The Report, largely ignored by the US press, outlined the background of the 1992 Joint Declaration of the Denuclearization of the Korean Peninsula which stipulates, as a basic provision, “that neither the South nor the North shall test, manufacture, produce, possess, store, deploy or use nuclear weapons. The Joint Declaration, in essence, proceeded from the goal of fundamentally removing US nuclear weapons off the Korean Peninsula. The nuclear issue on the Korean Peninsula is strictly a product of the US policy of turning South Korea into a US nuclear base.”

The Report accused the US of having first created a nuclear issue when it “deployed Honest John nuclear missiles for action in South Korea in the latter half of the 1950’s.  Moreover, The US introduced neutron shells, the evil weapon of the 20th century, in South Korea in the first half of the 1980’s, further highlighting the graveness of the nuclear issue.”

The Report further accused the US of having “pursued the so-called NCND (No Confirm; No Denial) policy … yet has not bothered to conceal the fact that it deployed nuclear weapons in South Korea but used it as a means to threaten us [the North].”

The Report traced the history of the nuclearization of the Korean Peninsula to May 14, 1957 when US Secretary of State John Forster Dulles during a news conference officially disclosed a plan to introduce nuclear weapons to South Korea, and on the same day, Defense Secretary Charles E. Wilson gave more detail to this plan and admitted that the types of nuclear weapons included “Honest John” nuclear missiles and various other types of nuclear weapons deployed in Europe, as reported by the Associated Press.

On July 15, 1957, US Army authorities officially announced that US forces in South Korea would start nuclear arming and that five combat units capable of waging atomic war would be deployed in South Korea, according to Tongyang News Agency reporting from Washington.

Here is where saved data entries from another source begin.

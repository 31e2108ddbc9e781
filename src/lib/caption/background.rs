//! Module for compositing the background of a meme.

use image::{self, DynamicImage, GenericImageView};
use rand::Rng;

use crate::model::{Color, ColorPair};
use crate::model::constants::{STRIPE_ALPHA, STRIPE_COUNT};
use super::canvas::{Canvas, ColorStop, Rect};


/// Placement of an image that makes it cover the whole canvas,
/// keeping its aspect ratio and cropping the excess symmetrically.
#[derive(Clone, Copy, Debug, PartialEq)]
pub struct CoverFit {
    pub scale: f32,
    /// Size of the scaled image.
    pub width: f32,
    pub height: f32,
    /// Offset of the scaled image (non-positive).
    pub x: f32,
    pub y: f32,
}

impl CoverFit {
    pub fn new((image_width, image_height): (u32, u32),
               (canvas_width, canvas_height): (u32, u32)) -> Self {
        let (iw, ih) = (image_width as f32, image_height as f32);
        let (cw, ch) = (canvas_width as f32, canvas_height as f32);
        let (scale_x, scale_y) = (cw / iw, ch / ih);

        // The dimension that determined the scale matches the canvas exactly.
        let (scale, width, height) = if scale_x >= scale_y {
            (scale_x, cw, ih * scale_x)
        } else {
            (scale_y, iw * scale_y, ch)
        };
        CoverFit{
            scale, width, height,
            x: (cw - width) / 2.0,
            y: (ch - height) / 2.0,
        }
    }

    #[inline]
    pub fn rect(&self) -> Rect {
        Rect::new(self.x, self.y, self.width, self.height)
    }
}


/// Paint the background, either from the encoded image or as a random gradient,
/// and then apply the stripe overlay.
///
/// An image that cannot be decoded is treated as if it wasn't given.
pub fn paint<C, R>(canvas: &mut C, background: Option<&[u8]>, rng: &mut R)
    where C: Canvas + ?Sized, R: Rng + ?Sized
{
    let decoded = background.and_then(|bytes| match image::load_from_memory(bytes) {
        Ok(img) => Some(img),
        Err(e) => {
            warn!("Cannot decode background image ({} bytes), using gradient instead: {}",
                bytes.len(), e);
            None
        }
    });
    match decoded {
        Some(ref img) => paint_image(canvas, img),
        None => {
            let colors = ColorPair::random(rng);
            paint_gradient(canvas, &colors);
        }
    }
    paint_stripes(canvas);
}

/// Draw the image so that it covers the whole canvas.
pub fn paint_image<C: Canvas + ?Sized>(canvas: &mut C, image: &DynamicImage) {
    let size = (image.width(), image.height());
    if size.0 == 0 || size.1 == 0 {
        warn!("Background image is empty");
        return;
    }
    let fit = CoverFit::new(size, (canvas.width(), canvas.height()));
    debug!("Drawing {}x{} background image scaled by {} to {}x{} at ({}, {})",
        size.0, size.1, fit.scale, fit.width, fit.height, fit.x, fit.y);
    canvas.draw_image_scaled(image, fit.rect());
}

/// Fill the canvas with a diagonal gradient of the two colors.
pub fn paint_gradient<C: Canvas + ?Sized>(canvas: &mut C, colors: &ColorPair) {
    debug!("Drawing gradient background from {} to {}", colors.primary, colors.secondary);
    let rect = Rect::full(canvas.width(), canvas.height());
    canvas.fill_gradient(rect, &[
        ColorStop::new(0.0, Color::from(colors.primary)),
        ColorStop::new(1.0, Color::from(colors.secondary)),
    ]);
}

/// Overlay faint horizontal stripes that give the background some texture.
pub fn paint_stripes<C: Canvas + ?Sized>(canvas: &mut C) {
    let width = canvas.width() as f32;
    let stripe_height = canvas.height() as f32 / STRIPE_COUNT as f32;
    trace!("Drawing {} stripes of height {}", STRIPE_COUNT, stripe_height);
    for i in 0..STRIPE_COUNT {
        let alpha = if i % 2 == 1 { 0.02 } else { 0.01 };
        let rect = Rect::new(0.0, i as f32 * stripe_height, width, stripe_height);
        canvas.fill_rect(rect, Color::black(), alpha * STRIPE_ALPHA);
    }
}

On February 3, 1958, US forces put on display two units of each of the 280mm atomic cannon and Honest John nuclear missile, which had been deployed in South Korea, in an airfield of the US First Corps near Uijongbu and made them public to reporters, acs reported by Tongyang, Reuters, and Haptong News Agency.

On December 16, 1958, the US announced through the UN Command that the UN forces in South Korea were equipped with Matador missiles capable of delivering nuclear warheads, according to Reuters from Seoul.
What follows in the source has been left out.